核酸に機能しうる形で連結された1つ以上の調節配列を持つ構築物中に所望のコード配列を組み込んでその発現を制御することもできる。必要に応じて、適切な調節配列、例えばプロモーター配列、ターミネーター断片、ポリアデニル化配列、エンハンサー配列、マーカー遺伝子および他の配列を含んでいてもよい。

所望のパターン（例えば網膜限定）で発現されることが知られている遺伝子のプロモーターおよびエンハンサー活性に関わる領域を、該遺伝子の翻訳開始コドン上流に伸びる配列をレポーター遺伝子に連結することにより単離してもよい。
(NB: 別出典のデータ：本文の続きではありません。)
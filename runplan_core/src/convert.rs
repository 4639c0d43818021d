//! Converters for the short tokens used inside workout cells.
//!
//! Durations, distances, pace ranges and heart-rate zones are turned into
//! plain numbers here. Every function fails with [`Error::Format`] on input
//! it cannot read; none of them fall back to a default.

use crate::{Error, Result};
use once_cell::sync::Lazy;
use regex::Regex;

pub const METERS_PER_METER: f64 = 1.0;
pub const METERS_PER_KILOMETER: f64 = 1000.0;
pub const METERS_PER_MILE: f64 = 1609.344;
pub const METERS_PER_YARD: f64 = 0.9144;

/// Literal used for "ends when the lap button is pressed"
pub const LAP_BUTTON: &str = "lap-button";

pub(crate) static DURATION_RE: Lazy<Regex> =
    Lazy::new(|| Regex::new(r"^(\d{1,3}):(\d{2})$").unwrap());

pub(crate) static DISTANCE_RE: Lazy<Regex> = Lazy::new(|| {
    Regex::new(r"(?i)^(\d+(?:\.\d+)?)\s*(km|kilometers|mi|miles|m|meters|yds|yd)$").unwrap()
});

pub(crate) static PACE_RE: Lazy<Regex> = Lazy::new(|| {
    Regex::new(r"(?i)^(\d{1,2}):(\d{2})\s*-\s*(\d{1,2}):(\d{2})\s*(mpk|mpm)?$").unwrap()
});

/// Pace as written after `@`: the unit suffix must follow the second time directly
pub(crate) static PACE_TARGET_RE: Lazy<Regex> = Lazy::new(|| {
    Regex::new(r"(?i)^\d{1,2}:\d{2}\s*-\s*\d{1,2}:\d{2}(mpk|mpm)?$").unwrap()
});

pub(crate) static HR_ZONE_RE: Lazy<Regex> = Lazy::new(|| Regex::new(r"(?i)^z([1-5])$").unwrap());

/// Distance unit a pace is expressed against
#[derive(Clone, Copy, Debug, PartialEq, Eq)]
pub enum PaceUnit {
    /// Minutes per kilometre (`mpk`, the default)
    PerKilometer,
    /// Minutes per mile (`mpm`)
    PerMile,
}

impl PaceUnit {
    fn from_suffix(suffix: Option<&str>) -> Self {
        match suffix.map(|s| s.to_ascii_lowercase()) {
            Some(s) if s == "mpm" => PaceUnit::PerMile,
            _ => PaceUnit::PerKilometer,
        }
    }

    /// Meters covered by one unit of this pace
    pub fn meters(self) -> f64 {
        match self {
            PaceUnit::PerKilometer => METERS_PER_KILOMETER,
            PaceUnit::PerMile => METERS_PER_MILE,
        }
    }
}

/// Parse a `mm:ss` / `mmm:ss` duration into seconds.
///
/// `lap-button` (any case) yields `Ok(None)`: the step has no fixed duration.
pub fn parse_duration(text: &str) -> Result<Option<u32>> {
    let text = text.trim();
    if text.eq_ignore_ascii_case(LAP_BUTTON) {
        return Ok(None);
    }

    let caps = DURATION_RE.captures(text).ok_or_else(|| {
        Error::Format(format!(
            "Invalid duration format: {}. Expected mm:ss or mmm:ss",
            text
        ))
    })?;

    let minutes = parse_number::<u32>(&caps[1], text)?;
    let seconds = parse_number::<u32>(&caps[2], text)?;
    if seconds >= 60 {
        return Err(Error::Format(format!(
            "Invalid seconds value in {}: {} must be < 60",
            text, seconds
        )));
    }

    Ok(Some(minutes * 60 + seconds))
}

/// Parse a distance with unit (`2km`, `1600m`, `3 mi`, `100yds`) into meters
pub fn parse_distance(text: &str) -> Result<f64> {
    let text = text.trim();
    let caps = DISTANCE_RE
        .captures(text)
        .ok_or_else(|| Error::Format(format!("Invalid distance format: {}", text)))?;

    let value = parse_number::<f64>(&caps[1], text)?;
    let per_unit = match caps[2].to_ascii_lowercase().as_str() {
        "m" | "meters" => METERS_PER_METER,
        "km" | "kilometers" => METERS_PER_KILOMETER,
        "mi" | "miles" => METERS_PER_MILE,
        "yd" | "yds" => METERS_PER_YARD,
        other => {
            return Err(Error::Format(format!("Unknown distance unit: {}", other)));
        }
    };

    Ok(value * per_unit)
}

/// Parse a pace range (`5:00-4:30`, `8:00-7:00mpm`) into `(min, max)` speeds in m/s.
///
/// The first pace is the slow end and becomes the minimum speed; the second
/// is the fast end and becomes the maximum. Nothing is re-sorted here.
pub fn parse_pace_range(text: &str) -> Result<(f64, f64)> {
    let text = text.trim();
    let caps = PACE_RE.captures(text).ok_or_else(|| {
        Error::Format(format!(
            "Invalid pace format: {}. Expected mm:ss-mm:ss",
            text
        ))
    })?;

    let slow_seconds = pace_seconds(&caps[1], &caps[2], text)?;
    let fast_seconds = pace_seconds(&caps[3], &caps[4], text)?;
    let unit = PaceUnit::from_suffix(caps.get(5).map(|m| m.as_str()));

    let min_speed_mps = unit.meters() / f64::from(slow_seconds);
    let max_speed_mps = unit.meters() / f64::from(fast_seconds);

    Ok((min_speed_mps, max_speed_mps))
}

/// Parse a heart-rate zone token `z1`..`z5`
pub fn parse_hr_zone(text: &str) -> Result<u8> {
    let text = text.trim();
    let caps = HR_ZONE_RE
        .captures(text)
        .ok_or_else(|| Error::Format(format!("Invalid HR zone: {}. Expected z1-z5", text)))?;
    parse_number::<u8>(&caps[1], text)
}

fn pace_seconds(minutes: &str, seconds: &str, text: &str) -> Result<u32> {
    let minutes = parse_number::<u32>(minutes, text)?;
    let seconds = parse_number::<u32>(seconds, text)?;
    if seconds >= 60 {
        return Err(Error::Format(format!(
            "Invalid seconds value in pace {}: {} must be < 60",
            text, seconds
        )));
    }

    let total = minutes * 60 + seconds;
    if total == 0 {
        return Err(Error::Format(format!("Pace cannot be zero: {}", text)));
    }
    Ok(total)
}

fn parse_number<T: std::str::FromStr>(digits: &str, text: &str) -> Result<T> {
    digits
        .parse::<T>()
        .map_err(|_| Error::Format(format!("Invalid number {:?} in {}", digits, text)))
}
推定上のプロモーターおよび／またはエンハンサー領域が欠失した構築物を作製し、該構築物をトランスジェニック魚、例えばトランスジェニック・ゼブラフィッシュ、フグ、金魚、メダカまたはジャイアント・レリオ（Giant rerio）における組織特異的遺伝子発現について試験する。

選択マーカー、例えば緑色蛍光タンパク質（GFP）などの蛍光タンパク質をコードする遺伝子を組み込むことにより、前記遺伝子構築物がゲノム内に挿入されているクローンの選択を容易にしてもよい。蛍光マーカーを使用する場合は、胚を蛍光解剖顕微鏡の下で選別する。胚、またはそれらを成長させて得た魚を、導入遺伝子により生じた異常の存在についてスクリーニングしてもよい。別のアプローチでは、胚を集めた後にゲノムDNAを抽出し、このゲノムDNAをPCRおよび／または制限酵素消化により解析してもよい。陽性クローンを増やして、魚になるまで育ててもよい。その後、これらの魚を交配して生殖細胞内に１コピーの前記遺伝子構築物を担持する魚を作製してもよい。これらのヘテロ接合性魚をさらに交配して、前記遺伝子をヘテロ接合的に担持する魚を作製してもよい。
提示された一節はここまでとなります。